2026-02-16 10:56:28 UTC

Description:

- net/sched: Make cake_enqueue return NET_XMIT_CN when past buffer_limit {CVE-2025-39766}
- NFSD: Avoid calling OPDESC() with ops->opnum == OP_ILLEGAL {CVE-2023-53680}
- scsi: target: iscsi: Fix buffer overflow in lio_target_nacl_info_show() {CVE-2023-53676}
- KVM: x86: use array_index_nospec with indices that come from guest {CVE-2025-39823}
- ftrace: Also allocate and copy hash for reading of filter files {CVE-2025-39689}
- ext4: improve error handling from ext4_dirhash() {CVE-2023-53473}
- rcu: Protect ->defer_qs_iw_pending from data race {CVE-2025-39749}
- ring-buffer: Fix deadloop issue on reading trace_pipe {CVE-2023-53668}
- fs/proc: fix uaf in proc_readdir_de() {CVE-2025-40271}
- ALSA: usb-audio: Fix potential overflow of PCM transfer buffer {CVE-2025-40269}
- Bluetooth: ISO: Fix possible UAF on iso_conn_free {CVE-2025-40141}
- pptp: ensure minimal skb length in pptp_xmit() {CVE-2025-38574}
- lib: cpu_rmap: Avoid use after free on rmap->obj array entries {CVE-2023-53484}
- ipv6: reject malicious packets in ipv6_gso_segment() {CVE-2025-38572}
- fbdev: Fix vmalloc out-of-bounds write in fast_imageblit {CVE-2025-38685}
- fbdev: fix potential buffer overflow in do_register_framebuffer() {CVE-2025-38702}
- i40e: fix IRQ freeing in i40e_vsi_request_irq_msix error path {CVE-2025-39911}
- libceph: fix invalid accesses to ceph_connection_v1_info {CVE-2025-39880}
- bus: mhi: host: Detect events pointing to unexpected TREs {CVE-2025-39790}
- nvmet: fix out-of-bounds access in nvmet_enable_port {CVE-2025-37825}
- net: core: remove unnecessary frame_sz check in bpf_xdp_adjust_tail() {CVE-2023-54155}
- wifi: mwifiex: Initialize the chan_stats array to zero {CVE-2025-39891}
- i40e: Fix potential invalid access when MAC list is empty {CVE-2025-39853}
- media: uvcvideo: Fix 1-byte out-of-bounds read in uvc_parse_format() {CVE-2025-38680}
- fs/buffer: fix use-after-free when call bh_read() helper {CVE-2025-39691}
- net/mlx5: Devcom, fix error flow in mlx5_devcom_register_device {CVE-2023-54015}
- x86/sev: Make enc_dec_hypercall() accept a size instead of npages {CVE-2023-53996}
- page_pool: Fix use-after-free in page_pool_recycle_in_ring {CVE-2025-38129}
- page_pool: fix inconsistency for page_pool_ring_[un]lock()

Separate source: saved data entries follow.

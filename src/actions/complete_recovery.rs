use chrono::Utc;

use crate::config::CoreConfig;
use crate::crypto::SecretString;
use crate::events::{dispatch, AppEvent};
use crate::session::{AuthProvider, Identity, RecoverySignal};
use crate::validators::validate_password_with;
use crate::{CoreError, LOG_TARGET};

/// Action to finish a password recovery.
///
/// The provider has already authenticated the user through the one-time
/// recovery link; this sets the replacement password and clears the pending
/// recovery signal, so the gate does not reappear on later loads of the same
/// session. The signal is cleared only on success.
pub struct CompleteRecoveryAction<A: AuthProvider> {
    provider: A,
    recovery: RecoverySignal,
    config: CoreConfig,
}

impl<A: AuthProvider> CompleteRecoveryAction<A> {
    pub fn new(provider: A, recovery: RecoverySignal) -> Self {
        Self {
            provider,
            recovery,
            config: CoreConfig::default(),
        }
    }

    pub fn with_config(provider: A, recovery: RecoverySignal, config: CoreConfig) -> Self {
        Self {
            provider,
            recovery,
            config,
        }
    }

    /// # Errors
    ///
    /// - `CoreError::Validation(_)` - password rejected
    /// - `Err(_)` - provider failure; the recovery gate stays up
    #[cfg_attr(
        feature = "tracing",
        tracing::instrument(name = "complete_recovery", skip_all, err)
    )]
    pub async fn execute(
        &self,
        identity: &Identity,
        new_password: &SecretString,
    ) -> Result<(), CoreError> {
        validate_password_with(new_password.expose_secret(), self.config.password)?;

        self.provider.update_password(new_password).await?;
        self.recovery.clear();

        log::info!(
            target: LOG_TARGET,
            "msg=\"recovery completed\", email=\"{}\"",
            identity.email
        );

        dispatch(AppEvent::RecoveryCompleted {
            email: identity.email.clone(),
            at: Utc::now(),
        })
        .await;

        Ok(())
    }
}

- net: page_pool: use in_softirq() instead {CVE-2025-38129}
- vsock: Ignore signal/timeout on connect() if already established {CVE-2025-40248}
- vsock: avoid to close connected socket after the timeout {CVE-2025-40248}
- sctp: avoid NULL dereference when chunk data buffer is missing {CVE-2025-40240}
- smb: client: let recv_done verify data_offset, data_length and remaining_data_length {CVE-2025-39933}
- net: phylink: add lock for serializing concurrent pl->phydev writes with resolver {CVE-2025-39905}
- i40e: validate ring_len parameter against hardware-specific values
- i40e: add validation for ring_len param {CVE-2025-39973}
- i40e: increase max descriptors for XL710
- i40e: remove read access to debugfs files {CVE-2025-39901}
- mm/memory-failure: fix VM_BUG_ON_PAGE(PagePoisoned(page)) when unpoison memory {CVE-2025-39883}
- wifi: brcmfmac: fix use-after-free when rescheduling brcmf_btcoex_info work {CVE-2025-39863}
- i2c: tegra: check msg length in SMBUS block read {CVE-2025-38425}
- regulator: gpio: Fix the out-of-bounds access to drvdata::gpiods {CVE-2025-38395}
- virtio-net: ensure the received length does not exceed allocated size {CVE-2025-38375}
- VMCI: fix race between vmci_host_setup_notify and vmci_ctx_unset_notify {CVE-2025-38102}
- vsock/vmci: Clear the vmci transport packet properly when initializing it {CVE-2025-38403}
- can: bcm: add locking for bcm_op runtime updates {CVE-2025-38004}
- scsi: lpfc: Prevent lpfc_debugfs_lockstat_write() buffer overflow {CVE-2023-54102}
- tcp: fix a signed-integer-overflow bug in tcp_add_backlog() {CVE-2022-50865}
- tcp: minor optimization in tcp_add_backlog() {CVE-2022-50865}
- block, bfq: fix uaf for bfqq in bic_set_bfqq() {CVE-2023-52983}
- block, bfq: replace 0/1 with false/true in bic apis
- block, bfq: fix uaf for bfqq in bfq_exit_icq_bfqq {CVE-2022-50329}
- block, bfq: fix possible uaf for 'bfqq->bic' {CVE-2022-50488}
- ALSA: usb-audio: Validate UAC3 power domain descriptors, too {CVE-2025-38729}
- Squashfs: check return result of sb_min_blocksize {CVE-2025-38415}
- ftrace: Fix UAF when lookup kallsym after ftrace disabled {CVE-2025-38346}
- arm64/ptrace: Fix stack-out-of-bounds read in regs_get_kernel_stack_nth() {CVE-2025-38320}
- ipc: fix to protect IPCS lookups using RCU {CVE-2025-38212}
- net/mdiobus: Fix potential out-of-bounds read/write access {CVE-2025-38111}
- net: mdio: C22 is now optional, EOPNOTSUPP if not provided
- net: atm: fix /proc/net/atm/lec handling {CVE-2025-38180}
- net: atm: add lec_mutex {CVE-2025-38323}
- Bluetooth: hci_sync: always check if connection is alive before deleting
- Bluetooth: hci_sync: Fix UAF in hci_disconnect_all_sync {CVE-2023-53762}
- Bluetooth: hci_sync: Fix UAF on hci_abort_conn_sync
- Bluetooth: MGMT: Fix UAF on mgmt_remove_adv_monitor_complete {CVE-2025-38118}
- Bluetooth: MGMT: Fix slab-use-after-free Read in mgmt_remove_adv_monitor_sync {CVE-2024-58013}
- net_sched: remove qdisc_tree_flush_backlog()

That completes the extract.